Published online by Cambridge University Press: 04 May 2010
Folk Psychological Practice
Psychologically normal adult humans make sense of intentional actions by trying to decide for which reason they were performed. This is a datum that requires our understanding. Although there have been interesting recent debates about how we should understand ‘reasons’, I will follow a long tradition and assume that, at a bare minimum, to act for a reason involves having appropriately interrelated beliefs and desires.
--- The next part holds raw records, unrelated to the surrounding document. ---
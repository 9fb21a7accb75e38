//! Flavor-text requests and their deterministic fallbacks.
//!
//! The core never talks to the text service. It hands out an
//! [`ExamineRequest`], and whoever runs the service reports back through
//! [`resolve`], which turns any failure into a fixed sentence.

use serde::{Deserialize, Serialize};
use thiserror::Error;

/// Something to describe.
#[derive(Debug, Clone, PartialEq, Eq, Serialize, Deserialize)]
pub struct ExamineRequest {
    /// Object name, e.g. "Herb Patch".
    pub object: String,
    /// One short sentence of state, e.g. "Current stage: READY.".
    pub context: String,
}

impl ExamineRequest {
    /// Create a request.
    #[must_use]
    pub fn new(object: impl Into<String>, context: impl Into<String>) -> Self {
        Self {
            object: object.into(),
            context: context.into(),
        }
    }

    /// Prompt sent to a text-generation model.
    #[must_use]
    pub fn prompt(&self) -> String {
        format!(
            "Write a witty, single-sentence \"Examine\" text for a {} in an Old School RuneScape style game.\n\
             Context: {}\n\
             Keep it under 15 words.\n\
             Do not include quotes.\n\
             Examples:\n\
             - \"It's a tree.\"\n\
             - \"A sturdy looking obstacle.\"\n\
             - \"I wonder what's growing in here?\"",
            self.object, self.context
        )
    }
}

/// Why the flavor-text service produced nothing usable.
#[derive(Debug, Clone, PartialEq, Eq, Error)]
pub enum ExamineError {
    /// No API key configured.
    #[error("no API key configured")]
    MissingCredentials,
    /// Request failed or timed out.
    #[error("examine request failed: {0}")]
    Transport(String),
    /// The service answered with no text.
    #[error("examine response was empty")]
    EmptyResponse,
}

/// Fixed text used when the service fails.
#[must_use]
pub fn fallback_text(object: &str, error: &ExamineError) -> String {
    match error {
        ExamineError::MissingCredentials => "The gods (API Key) are silent.".to_string(),
        ExamineError::Transport(_) => format!("It appears to be a {object}."),
        ExamineError::EmptyResponse => format!("It is a {object}."),
    }
}

/// Final text for a finished request. Never fails.
#[must_use]
pub fn resolve(object: &str, result: Result<String, ExamineError>) -> String {
    match result {
        Ok(text) if !text.trim().is_empty() => text.trim().to_string(),
        Ok(_) => fallback_text(object, &ExamineError::EmptyResponse),
        Err(error) => {
            if !matches!(error, ExamineError::MissingCredentials) {
                tracing::warn!(object, %error, "Falling back to default examine text");
            }
            fallback_text(object, &error)
        }
    }
}

#[cfg(test)]
mod tests {
    use super::*;

    #[test]
    fn test_success_text_passes_through() {
        let text = resolve("Herb Patch", Ok("  Weeds, as far as the eye can see. ".to_string()));
        assert_eq!(text, "Weeds, as far as the eye can see.");
    }

    #[test]
    fn test_fallbacks() {
        assert_eq!(
            resolve("Goblin", Err(ExamineError::MissingCredentials)),
            "The gods (API Key) are silent."
        );
        assert_eq!(
            resolve("Goblin", Err(ExamineError::Transport("timeout".into()))),
            "It appears to be a Goblin."
        );
        assert_eq!(resolve("Goblin", Err(ExamineError::EmptyResponse)), "It is a Goblin.");
        assert_eq!(resolve("Goblin", Ok("   ".into())), "It is a Goblin.");
    }

    #[test]
    fn test_prompt_mentions_object_and_context() {
        let request = ExamineRequest::new("Herb Patch", "Current stage: SEEDS.");
        let prompt = request.prompt();
        assert!(prompt.contains("for a Herb Patch"));
        assert!(prompt.contains("Context: Current stage: SEEDS."));
    }
}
He left the party because he believed the host had insulted him. She will head for the cabin in the woods because she wants peace and quiet. These are typical examples of reason explanations, one backward looking and the other future facing. Both imply more than they say. To leave a party because of a suspected insult suggests that one desires not to be insulted, or at least it implies that the desire to avoid insult is stronger than that for some other good on offer. Similarly, to seek tranquillity in an isolated cabin implies that one believes that it can be found there, or at least more so than elsewhere. Despite the fact that the situations and characters involved in these dramas are woefully under-described, we are able to ‘make sense’ of these actions in a basic manner using the belief/desire schema. This involves designating a particular pairing of a belief and a desire, each with its own specified propositional content, in a way that rests on a quiet understanding of the way propositional attitudes inter-relate.